use env_logger::Builder;
use log::{info, LevelFilter};
use std::error::Error;
use std::io::Write;
use std::sync::{Arc, Mutex};
use std::time::Duration;

use stockwatch::api::polygon::ws;
use stockwatch::config::{self, AnalyzerConfig};
use stockwatch::core::{AlertCondition, TrendAnalyzer};

#[tokio::main]
async fn main() -> Result<(), Box<dyn Error + Send + Sync>> {
    // Configure logger
    Builder::new()
        .filter_level(LevelFilter::Info)
        .filter_module("stockwatch", LevelFilter::Debug)
        .format(|buf, record| {
            let ts = chrono::Local::now().format("%H:%M:%S%.3f");
            writeln!(
                buf,
                "[{} {:<5} {}] {}",
                ts,
                record.level(),
                record.target(),
                record.args()
            )
        })
        .target(env_logger::Target::Stderr)
        .write_style(env_logger::WriteStyle::Always)
        .init();

    info!("Starting Stockwatch...");

    let api_key = std::env::var("POLYGON_API_KEY").unwrap_or_default();
    if api_key.is_empty() {
        log::warn!("POLYGON_API_KEY is not set; the feed will fail to authenticate");
    }

    let symbols = config::DEFAULT_SYMBOLS;

    let mut analyzer = TrendAnalyzer::new(&AnalyzerConfig::default());
    // Starter rules; a real deployment would load these per user
    analyzer.add_rule("AAPL", AlertCondition::PriceAbove(250.0))?;
    analyzer.add_rule("TSLA", AlertCondition::ChangeBelow(-5.0))?;
    analyzer.add_rule("NVDA", AlertCondition::Breakout)?;
    let analyzer = Arc::new(Mutex::new(analyzer));

    // Create channel between the feed and the analyzer
    let (sample_tx, mut sample_rx) =
        tokio::sync::mpsc::channel(config::SAMPLE_CHANNEL_CAPACITY);

    // Start WebSocket feed
    let ws_handle = tokio::spawn(async move {
        ws::run_feed(&symbols, &api_key, sample_tx).await;
    });

    // Start analysis task: every sample flows through the core
    let analysis_handle = {
        let analyzer = analyzer.clone();
        tokio::spawn(async move {
            while let Some(sample) = sample_rx.recv().await {
                let mut analyzer = analyzer.lock().unwrap();
                match analyzer.ingest(sample) {
                    Ok(snapshot) => {
                        log::debug!(
                            "{}: {:.2} ({:+.2}%)",
                            snapshot.symbol,
                            snapshot.last_price,
                            snapshot.percent_change
                        );
                    }
                    Err(e) => log::warn!("Sample rejected: {}", e),
                }
            }
        })
    };

    // Start reporting task: drain alerts and log the market summary
    let report_handle = {
        let analyzer = analyzer.clone();
        tokio::spawn(async move {
            let mut interval =
                tokio::time::interval(Duration::from_secs(config::REPORT_INTERVAL_SECS));
            interval.tick().await; // skip the immediate tick
            loop {
                interval.tick().await;
                let (events, dropped, report) = {
                    let mut analyzer = analyzer.lock().unwrap();
                    (
                        analyzer.drain_alerts(),
                        analyzer.dropped_alerts(),
                        analyzer.summary_report(),
                    )
                };
                for event in &events {
                    info!(
                        "ALERT: {} at {:.2} ({:+.2}%)",
                        event.rule_name,
                        event.snapshot.last_price,
                        event.snapshot.percent_change
                    );
                }
                if dropped > 0 {
                    log::warn!("{} alert events dropped since startup", dropped);
                }
                match serde_json::to_string(&report) {
                    Ok(json) => info!("Market summary: {}", json),
                    Err(e) => log::error!("Failed to serialize summary: {}", e),
                }
            }
        })
    };

    // Wait for tasks to complete (they won't unless there's an error)
    tokio::select! {
        _ = ws_handle => {},
        _ = analysis_handle => {},
        _ = report_handle => {},
    };

    info!("Shutdown complete");
    Ok(())
}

=======

# [Assignment]
Copy out each entry once more, character for character.

# [Exercise solution]
use env_logger::Builder;
use log::{info, LevelFilter};
use std::error::Error;
use std::io::Write;
use std::sync::{Arc, Mutex};
use std::time::Duration;

use stockwatch::api::polygon::ws;
use stockwatch::config::{self, AnalyzerConfig};
use stockwatch::core::{AlertCondition, TrendAnalyzer};

#[tokio::main]
async fn main() -> Result<(), Box<dyn Error + Send + Sync>> {
    // Configure logger
    Builder::new()
        .filter_level(LevelFilter::Info)
        .filter_module("stockwatch", LevelFilter::Debug)
        .format(|buf, record| {
            let ts = chrono::Local::now().format("%H:%M:%S%.3f");
            writeln!(
                buf,
                "[{} {:<5} {}] {}",
                ts,
                record.level(),
                record.target(),
                record.args()
            )
        })
        .target(env_logger::Target::Stderr)
        .write_style(env_logger::WriteStyle::Always)
        .init();

    info!("Starting Stockwatch...");

    let api_key = std::env::var("POLYGON_API_KEY").unwrap_or_default();
    if api_key.is_empty() {
        log::warn!("POLYGON_API_KEY is not set; the feed will fail to authenticate");
    }

    let symbols = config::DEFAULT_SYMBOLS;

    let mut analyzer = TrendAnalyzer::new(&AnalyzerConfig::default());
    // Starter rules; a real deployment would load these per user
    analyzer.add_rule("AAPL", AlertCondition::PriceAbove(250.0))?;
    analyzer.add_rule("TSLA", AlertCondition::ChangeBelow(-5.0))?;
    analyzer.add_rule("NVDA", AlertCondition::Breakout)?;
    let analyzer = Arc::new(Mutex::new(analyzer));

    // Create channel between the feed and the analyzer
    let (sample_tx, mut sample_rx) =
        tokio::sync::mpsc::channel(config::SAMPLE_CHANNEL_CAPACITY);

    // Start WebSocket feed
    let ws_handle = tokio::spawn(async move {
        ws::run_feed(&symbols, &api_key, sample_tx).await;
    });

    // Start analysis task: every sample flows through the core
    let analysis_handle = {
        let analyzer = analyzer.clone();
        tokio::spawn(async move {
            while let Some(sample) = sample_rx.recv().await {
                let mut analyzer = analyzer.lock().unwrap();
                match analyzer.ingest(sample) {
                    Ok(snapshot) => {
                        log::debug!(
                            "{}: {:.2} ({:+.2}%)",
                            snapshot.symbol,
                            snapshot.last_price,
                            snapshot.percent_change
                        );
                    }
                    Err(e) => log::warn!("Sample rejected: {}", e),
                }
            }
        })
    };

    // Start reporting task: drain alerts and log the market summary
    let report_handle = {
        let analyzer = analyzer.clone();
        tokio::spawn(async move {
            let mut interval =
                tokio::time::interval(Duration::from_secs(config::REPORT_INTERVAL_SECS));
            interval.tick().await; // skip the immediate tick
            loop {
                interval.tick().await;
                let (events, dropped, report) = {
                    let mut analyzer = analyzer.lock().unwrap();
                    (
                        analyzer.drain_alerts(),
                        analyzer.dropped_alerts(),
                        analyzer.summary_report(),
                    )
                };
                for event in &events {
                    info!(
                        "ALERT: {} at {:.2} ({:+.2}%)",
                        event.rule_name,
                        event.snapshot.last_price,
                        event.snapshot.percent_change
                    );
                }
                if dropped > 0 {
                    log::warn!("{} alert events dropped since startup", dropped);
                }
                match serde_json::to_string(&report) {
                    Ok(json) => info!("Market summary: {}", json),
                    Err(e) => log::error!("Failed to serialize summary: {}", e),
                }
            }
        })
    };

    // Wait for tasks to complete (they won't unless there's an error)
    tokio::select! {
        _ = ws_handle => {},
        _ = analysis_handle => {},
        _ = report_handle => {},
    };

    info!("Shutdown complete");
    Ok(())
}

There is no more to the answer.